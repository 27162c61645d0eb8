//! Product catalogue endpoints.
//!
//! ```text
//! POST   /produtos/       {"nome":"Mouse","descricao":"","preco":10.0,"categoria":"Periféricos","tags":[]}
//! GET    /produtos/
//! GET    /produtos/{id}   -> array holding the match
//! PUT    /produtos/{id}
//! DELETE /produtos/{id}   -> confirmation string
//! ```

use actix_web::{delete, get, post, put, web};
use serde::{Deserialize, Serialize};
use serde_json::json;
use tracing::{error, info};
use utoipa::ToSchema;

use crate::domain::ports::ProductRepositoryError;
use crate::domain::{Error, Product, ProductDetails, ProductValidationError};
use crate::inbound::http::ApiResult;
use crate::inbound::http::state::HttpState;

/// Request body for creating or replacing a product. Any `id` is ignored.
#[derive(Debug, Clone, Deserialize, Serialize, ToSchema)]
pub struct ProductPayload {
    /// Client-side id; ignored.
    #[serde(default, skip_serializing_if = "Option::is_none")]
    pub id: Option<u64>,
    /// Display name; must not be blank.
    #[serde(rename = "nome")]
    pub name: String,
    /// Free-text description.
    #[serde(rename = "descricao")]
    pub description: String,
    /// Unit price; finite and non-negative.
    #[serde(rename = "preco")]
    pub price: f64,
    /// Category label.
    #[serde(rename = "categoria")]
    pub category: String,
    /// Search tags.
    #[serde(default)]
    pub tags: Vec<String>,
}

impl TryFrom<ProductPayload> for ProductDetails {
    type Error = ProductValidationError;

    fn try_from(value: ProductPayload) -> Result<Self, Self::Error> {
        Self::try_new(
            value.name,
            value.description,
            value.price,
            value.category,
            value.tags,
        )
    }
}

fn map_validation_error(err: ProductValidationError) -> Error {
    Error::invalid_request(err.to_string()).with_details(json!({ "field": err.field() }))
}

fn map_store_error(err: ProductRepositoryError) -> Error {
    error!(error = %err, "product store failed");
    Error::internal(err.to_string())
}

fn not_found(id: u64) -> Error {
    Error::not_found(format!("Produto '{id}' não encontrado"))
}

/// Add a product to the catalogue.
#[utoipa::path(
    post,
    path = "/produtos/",
    request_body = ProductPayload,
    responses(
        (status = 200, description = "Created product", body = Product),
        (status = 400, description = "Invalid request", body = Error),
        (status = 500, description = "Catalogue file could not be written", body = Error)
    ),
    tags = ["products"],
    operation_id = "createProduct"
)]
#[post("/produtos/")]
pub async fn create_product(
    state: web::Data<HttpState>,
    payload: web::Json<ProductPayload>,
) -> ApiResult<web::Json<Product>> {
    let details = ProductDetails::try_from(payload.into_inner()).map_err(map_validation_error)?;
    let product = state
        .products
        .create(details)
        .await
        .map_err(map_store_error)?;
    info!(product_id = product.id, "product created");
    Ok(web::Json(product))
}

/// List the catalogue.
#[utoipa::path(
    get,
    path = "/produtos/",
    responses((status = 200, description = "Products", body = [Product])),
    tags = ["products"],
    operation_id = "listProducts"
)]
#[get("/produtos/")]
pub async fn list_products(state: web::Data<HttpState>) -> ApiResult<web::Json<Vec<Product>>> {
    let products = state.products.list().await.map_err(map_store_error)?;
    Ok(web::Json(products))
}

/// Look up a product. The match is returned inside an array.
#[utoipa::path(
    get,
    path = "/produtos/{id}",
    params(("id" = u64, Path, description = "Product id")),
    responses(
        (status = 200, description = "Matching products", body = [Product]),
        (status = 404, description = "Unknown product", body = Error)
    ),
    tags = ["products"],
    operation_id = "getProduct"
)]
#[get("/produtos/{id}")]
pub async fn get_product(
    state: web::Data<HttpState>,
    path: web::Path<u64>,
) -> ApiResult<web::Json<Vec<Product>>> {
    let id = path.into_inner();
    let product = state
        .products
        .find_by_id(id)
        .await
        .map_err(map_store_error)?
        .ok_or_else(|| not_found(id))?;
    Ok(web::Json(vec![product]))
}

/// Replace every field of a product except its id.
#[utoipa::path(
    put,
    path = "/produtos/{id}",
    params(("id" = u64, Path, description = "Product id")),
    request_body = ProductPayload,
    responses(
        (status = 200, description = "Updated product", body = Product),
        (status = 400, description = "Invalid request", body = Error),
        (status = 404, description = "Unknown product", body = Error)
    ),
    tags = ["products"],
    operation_id = "updateProduct"
)]
#[put("/produtos/{id}")]
pub async fn update_product(
    state: web::Data<HttpState>,
    path: web::Path<u64>,
    payload: web::Json<ProductPayload>,
) -> ApiResult<web::Json<Product>> {
    let id = path.into_inner();
    let details = ProductDetails::try_from(payload.into_inner()).map_err(map_validation_error)?;
    state
        .products
        .update(id, details)
        .await
        .map_err(map_store_error)?
        .map(web::Json)
        .ok_or_else(|| not_found(id))
}

/// Remove a product and confirm with a message.
#[utoipa::path(
    delete,
    path = "/produtos/{id}",
    params(("id" = u64, Path, description = "Product id")),
    responses(
        (status = 200, description = "Confirmation message", body = String),
        (status = 404, description = "Unknown product", body = Error)
    ),
    tags = ["products"],
    operation_id = "deleteProduct"
)]
#[delete("/produtos/{id}")]
pub async fn delete_product(
    state: web::Data<HttpState>,
    path: web::Path<u64>,
) -> ApiResult<web::Json<String>> {
    let id = path.into_inner();
    if state.products.delete(id).await.map_err(map_store_error)? {
        info!(product_id = id, "product deleted");
        Ok(web::Json(format!("Produto '{id}' deletado com sucesso.")))
    } else {
        Err(not_found(id))
    }
}

#[cfg(test)]
mod tests {
    use std::sync::Arc;

    use actix_web::http::StatusCode;
    use actix_web::test as actix_test;
    use rstest::rstest;
    use serde_json::{Value, json};

    use crate::domain::ports::{
        MockProductRepository, MockPurchaseRepository, MockUserRepository,
        ProductRepositoryError,
    };
    use crate::inbound::http::test_utils::{seeded_state, send, state_with};

    fn headset() -> Value {
        json!({
            "id": 2148,
            "nome": "test_",
            "descricao": "produto de teste",
            "preco": 0.99,
            "categoria": "test",
            "tags": ["test1", "test2", "testapi"]
        })
    }

    #[actix_web::test]
    async fn lists_seed_catalogue() {
        let (state, _temp) = seeded_state();

        let body: Value = actix_test::read_body_json(
            send(&state, actix_test::TestRequest::get().uri("/produtos/")).await,
        )
        .await;

        assert_eq!(body.as_array().map(Vec::len), Some(2));
    }

    #[actix_web::test]
    async fn get_returns_match_wrapped_in_array() {
        let (state, _temp) = seeded_state();

        let body: Value = actix_test::read_body_json(
            send(&state, actix_test::TestRequest::get().uri("/produtos/1")).await,
        )
        .await;

        assert_eq!(body[0]["id"], 1);
        assert_eq!(body[0]["nome"], "Samsung Galaxy S23");
        assert_eq!(body[0]["categoria"], "Smartphones");
    }

    #[actix_web::test]
    async fn create_echoes_fields_with_next_id() {
        let (state, _temp) = seeded_state();

        let response = send(
            &state,
            actix_test::TestRequest::post()
                .uri("/produtos/")
                .set_json(headset()),
        )
        .await;

        assert_eq!(response.status(), StatusCode::OK);
        let body: Value = actix_test::read_body_json(response).await;
        assert_eq!(body["id"], 3);
        assert_eq!(body["nome"], "test_");
        assert_eq!(body["preco"], 0.99);
        assert_eq!(body["tags"], json!(["test1", "test2", "testapi"]));
    }

    #[rstest]
    #[case::negative_price("preco", json!(-1.0), "preco")]
    #[case::blank_name("nome", json!(""), "nome")]
    #[actix_web::test]
    async fn create_rejects_invalid_fields(
        #[case] key: &str,
        #[case] value: Value,
        #[case] field: &str,
    ) {
        let (state, _temp) = seeded_state();
        let mut body = headset();
        body[key] = value;

        let response = send(
            &state,
            actix_test::TestRequest::post().uri("/produtos/").set_json(body),
        )
        .await;

        assert_eq!(response.status(), StatusCode::BAD_REQUEST);
        let payload: Value = actix_test::read_body_json(response).await;
        assert_eq!(payload["details"]["field"], field);
    }

    #[actix_web::test]
    async fn update_then_delete_with_original_messages() {
        let (state, _temp) = seeded_state();

        let put_response = send(
            &state,
            actix_test::TestRequest::put()
                .uri("/produtos/2")
                .set_json(headset()),
        )
        .await;
        assert_eq!(put_response.status(), StatusCode::OK);
        let updated: Value = actix_test::read_body_json(put_response).await;
        assert_eq!(updated["id"], 2);
        assert_eq!(updated["nome"], "test_");

        let delete_response =
            send(&state, actix_test::TestRequest::delete().uri("/produtos/2")).await;
        let message: Value = actix_test::read_body_json(delete_response).await;
        assert_eq!(message, json!("Produto '2' deletado com sucesso."));

        let get_response = send(&state, actix_test::TestRequest::get().uri("/produtos/2")).await;
        assert_eq!(get_response.status(), StatusCode::NOT_FOUND);
        let payload: Value = actix_test::read_body_json(get_response).await;
        assert_eq!(payload["message"], "Produto '2' não encontrado");
    }

    #[actix_web::test]
    async fn storage_failure_is_internal_error() {
        let mut products = MockProductRepository::new();
        products
            .expect_create()
            .returning(|_| Err(ProductRepositoryError::storage("disk full")));
        let state = state_with(
            Arc::new(MockUserRepository::new()),
            Arc::new(products),
            Arc::new(MockPurchaseRepository::new()),
        );

        let response = send(
            &state,
            actix_test::TestRequest::post()
                .uri("/produtos/")
                .set_json(headset()),
        )
        .await;

        assert_eq!(response.status(), StatusCode::INTERNAL_SERVER_ERROR);
    }
}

> [Work order]: Each line above from the one with "let mut body = headset();" up to and including the one with "assert_eq!(response.status(), StatusCode::BAD_REQUEST);" must be set down exactly, and no line outside that span may appear.

> [Output below]:
        let mut body = headset();
        body[key] = value;

        let response = send(
            &state,
            actix_test::TestRequest::post().uri("/produtos/").set_json(body),
        )
        .await;

        assert_eq!(response.status(), StatusCode::BAD_REQUEST);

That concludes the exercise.